Monday, July 19, 2010

Rattlesnake Master, Eryngium yuccifolium

A Mud Dauber and Scoliid Wasp working the Rattlesnake Master blooms. This is one of the odder looking natives I planted last fall. I'd read it's pollinated by wasps but had no idea it would actually attract them. I don't normally see Scoliid Wasps until the fall time when Sedum blooms. The Mud Dauber I sometimes see working Raspberries but not often. I see Potter Wasps more commonly working those along with bumblebees.

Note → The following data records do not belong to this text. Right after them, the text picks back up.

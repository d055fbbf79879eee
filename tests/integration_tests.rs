//! Integration tests for Collection Search
//!
//! These tests drive the public API end to end: load a document, run search
//! and leaderboard queries, and check pagination metadata.

use collection_search::catalog::Catalog;
use collection_search::engine::{filter_records, page_window, rank_records, QueryEngine};
use collection_search::models::{Category, DisplayMode, LibraryKind, PageState, Query};
use std::fmt::Write;

/// Build a document with `n` libraries, alternating types and countries
fn document(n: usize) -> String {
    let mut entries = Vec::new();
    for i in 0..n {
        let kind = match i % 4 {
            0 => "Academic",
            1 => "Public & School (K-12)",
            2 => "Government, State & National",
            _ => "Special",
        };
        let country = if i % 5 == 0 { "UA" } else { "US" };
        let mut entry = String::new();
        write!(
            entry,
            r#"{{"institutionName": "Library {i}", "institutionIdentifier": "L{i}", "n": "{}", "City": "City {}", "Country": "{country}", "libraryType": "{kind}"}}"#,
            (i * 7) % 113,
            i % 9
        )
        .unwrap();
        entries.push(entry);
    }
    // One malformed entry that the loader must drop
    entries.push(r#"{"institutionName": "Broken"}"#.to_string());

    format!(r#"{{"Updated Data": [{}]}}"#, entries.join(","))
}

#[test]
fn test_catalog_to_search_pages() {
    let catalog = Catalog::from_json(&document(250)).unwrap();
    assert_eq!(catalog.len(), 250);
    assert_eq!(catalog.skipped, 1);

    let engine = QueryEngine::new();
    let query = Query::default();

    let first = engine.execute(&catalog.records, &query, &PageState::new(1), DisplayMode::Search);
    assert_eq!(first.total_matched, 250);
    assert_eq!(first.total_pages, 6);
    assert_eq!(first.visible.len(), 48);
    assert_eq!(first.window.pages, vec![1, 2, 3, 4, 5]);
    assert!(!first.window.show_left_ellipsis);
    assert!(first.window.show_right_ellipsis);

    let last = engine.execute(&catalog.records, &query, &PageState::new(6), DisplayMode::Search);
    assert_eq!(last.visible.len(), 250 - 5 * 48);
    assert_eq!(last.window.pages, vec![2, 3, 4, 5, 6]);
    assert!(last.window.show_left_ellipsis);
    assert!(!last.window.show_right_ellipsis);
}

#[test]
fn test_search_term_and_kind_combine() {
    let catalog = Catalog::from_json(&document(40)).unwrap();
    let query = Query::new("city 3").category(Category::Kind(LibraryKind::Academic));

    let matched = filter_records(&catalog.records, &query);
    assert!(!matched.is_empty());
    for record in &matched {
        assert_eq!(record.kind, LibraryKind::Academic);
        assert_eq!(record.city.as_deref(), Some("City 3"));
    }

    let outcome = QueryEngine::new().execute(
        &catalog.records,
        &query,
        &PageState::default(),
        DisplayMode::Search,
    );
    assert_eq!(outcome.total_matched, matched.len());
}

#[test]
fn test_search_preserves_document_order() {
    let catalog = Catalog::from_json(&document(30)).unwrap();
    let query = Query::new("").category(Category::UnitedStates);

    let matched = filter_records(&catalog.records, &query);
    let positions: Vec<usize> = matched
        .iter()
        .map(|r| catalog.records.iter().position(|c| c.id == r.id).unwrap())
        .collect();

    let mut sorted = positions.clone();
    sorted.sort_unstable();
    assert_eq!(positions, sorted);
}

#[test]
fn test_leaderboard_us_top_n() {
    let catalog = Catalog::from_json(&document(300)).unwrap();
    let query = Query::new("").category(Category::UnitedStates);
    let page = PageState::new(1).page_size(100);

    let outcome = QueryEngine::new().execute(&catalog.records, &query, &page, DisplayMode::Leaderboard);

    assert_eq!(outcome.total_matched, 240);
    assert_eq!(outcome.working_len, 100);
    assert_eq!(outcome.total_pages, 1);
    assert_eq!(outcome.visible.len(), 100);
    assert!(outcome
        .visible
        .iter()
        .all(|r| r.country.as_deref() == Some("US")));
    assert!(outcome
        .visible
        .windows(2)
        .all(|pair| pair[0].holdings() >= pair[1].holdings()));
}

#[test]
fn test_leaderboard_matches_direct_ranking() {
    let catalog = Catalog::from_json(&document(120)).unwrap();
    let query = Query::new("").category(Category::Kind(LibraryKind::Government));

    let direct = rank_records(filter_records(&catalog.records, &query), 100);
    let outcome = QueryEngine::new().execute(
        &catalog.records,
        &query,
        &PageState::new(1).page_size(1000),
        DisplayMode::Leaderboard,
    );

    let direct_ids: Vec<&str> = direct.iter().map(|r| r.id.as_str()).collect();
    let engine_ids: Vec<&str> = outcome.visible.iter().map(|r| r.id.as_str()).collect();
    assert_eq!(direct_ids, engine_ids);
}

#[test]
fn test_caller_clamps_page_before_query() {
    let catalog = Catalog::from_json(&document(10)).unwrap();
    let engine = QueryEngine::new();
    let query = Query::new("library 1");

    let total_pages = engine.page_count(&catalog.records, &query, 48, DisplayMode::Search);
    assert_eq!(total_pages, 1);

    let page = PageState::new(12).clamped(total_pages);
    let outcome = engine.execute(&catalog.records, &query, &page, DisplayMode::Search);
    assert_eq!(page.current_page, 1);
    assert_eq!(outcome.visible.len(), 1);
    assert_eq!(outcome.window, page_window(1, 1, 5));
}

#[test]
fn test_outcome_serializes_to_json() {
    let catalog = Catalog::from_json(&document(3)).unwrap();
    let outcome = QueryEngine::new().execute(
        &catalog.records,
        &Query::default(),
        &PageState::default(),
        DisplayMode::Search,
    );

    let json = serde_json::to_value(&outcome).unwrap();
    assert_eq!(json["total_matched"], 3);
    assert_eq!(json["visible"][0]["institutionIdentifier"], "L0");
    assert_eq!(json["window"]["pages"], serde_json::json!([1]));
}
//! Core data models for holdings records and query operations.

mod query;
mod record;

pub use query::{
    Category, DisplayMode, PageState, PageWindow, ParseCategoryError, Query, QueryOutcome,
    DEFAULT_PAGE_SIZE, DEFAULT_WINDOW_WIDTH,
};
pub use record::{LibraryKind, Record};
//! Configuration file support for collection-search.
//!
//! This module writes the effective configuration back out as TOML, used by
//! `init-config`. Runtime loading with environment overrides goes through
//! [`load_config`](super::load_config).
//!
//! # Configuration File Format
//!
//! ```toml
//! [data]
//! path = "data.json"
//!
//! [engine]
//! page_size = 48
//! window_width = 5
//! leaderboard_size = 100
//!
//! [logging]
//! level = "info"
//! ```

use serde::{Deserialize, Serialize};
use std::path::Path;

use super::{Config, DataConfig, EngineConfig, LoggingConfig};

/// Configuration file structure
#[derive(Debug, Default, PartialEq, Serialize, Deserialize)]
pub struct ConfigFile {
    /// Data section
    #[serde(default)]
    pub data: DataConfig,

    /// Engine section
    #[serde(default)]
    pub engine: EngineConfig,

    /// Logging section
    #[serde(default)]
    pub logging: LoggingConfig,
}

impl ConfigFile {
    /// Save configuration to a TOML file
    pub fn save(&self, path: &Path) -> Result<(), ConfigFileError> {
        let content =
            toml::to_string_pretty(self).map_err(|e| ConfigFileError::Serialize(e.to_string()))?;

        if let Some(parent) = path.parent().filter(|p| !p.as_os_str().is_empty()) {
            std::fs::create_dir_all(parent).map_err(|e| ConfigFileError::Io(e.to_string()))?;
        }

        std::fs::write(path, content).map_err(|e| ConfigFileError::Io(e.to_string()))
    }
}

impl From<Config> for ConfigFile {
    fn from(config: Config) -> Self {
        Self {
            data: config.data,
            engine: config.engine,
            logging: config.logging,
        }
    }
}

/// Configuration file errors
#[derive(Debug, thiserror::Error)]
pub enum ConfigFileError {
    #[error("IO error: {0}")]
    Io(String),

    #[error("Serialize error: {0}")]
    Serialize(String),
}

#[cfg(test)]
mod tests {
    use super::*;
    use crate::config::load_config;
    use std::path::PathBuf;
    use tempfile::tempdir;

    #[test]
    fn test_config_file_from_config() {
        let mut config = Config::default();
        config.data.path = PathBuf::from("/tmp/holdings.json");
        config.engine.leaderboard_size = 50;

        let file = ConfigFile::from(config);
        assert_eq!(file.data.path, PathBuf::from("/tmp/holdings.json"));
        assert_eq!(file.engine.leaderboard_size, 50);
        assert_eq!(file.engine.page_size, 48);
    }

    #[test]
    fn test_config_file_save_creates_parent() {
        let dir = tempdir().unwrap();
        let path = dir.path().join("nested").join("config.toml");

        let mut config = ConfigFile::default();
        config.engine.page_size = 12;
        config.logging.level = "warn".to_string();

        config.save(&path).unwrap();

        let content = std::fs::read_to_string(&path).unwrap();
        let parsed: ConfigFile = toml::from_str(&content).unwrap();
        assert_eq!(parsed, config);
    }

    #[test]
    fn test_saved_file_loads_as_config() {
        let dir = tempdir().unwrap();
        let path = dir.path().join("collection-search.toml");

        let mut config = Config::default();
        config.engine.window_width = 7;
        config.logging.level = "debug".to_string();
        ConfigFile::from(config).save(&path).unwrap();

        let loaded = load_config(Some(&path)).unwrap();
        assert_eq!(loaded.engine.window_width, 7);
        assert_eq!(loaded.logging.level, "debug");
    }

    #[test]
    fn test_config_file_save_to_directory_fails() {
        let dir = tempdir().unwrap();
        let result = ConfigFile::default().save(dir.path());
        assert!(matches!(result, Err(ConfigFileError::Io(_))));
    }
}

Wasps of course are very beneficial. Though they are somewhat counterproductive in a butterfly garden. Turns out they're to good at their job. I have loads of violets that are nibbled to bits by caterpillars, and likely hosts to some pretty butterflies. That said I've only been able to see one caterpillar this year and that was picked off shortly after by a paper wasp. When we get outside the realm of common paper wasps and yellow jackets though, we start to find more specialized predators. Many Mud Daubers specialize in hunting spiders. Scoliid Wasps burrow into lawns to inject their eggs in root eating beetle grubs.

The adults feed on nectar like bees do, and it takes certain plants to get their attention. It's the only way to really admire the color patterns. Scoliid Wasps in particular are very pretty.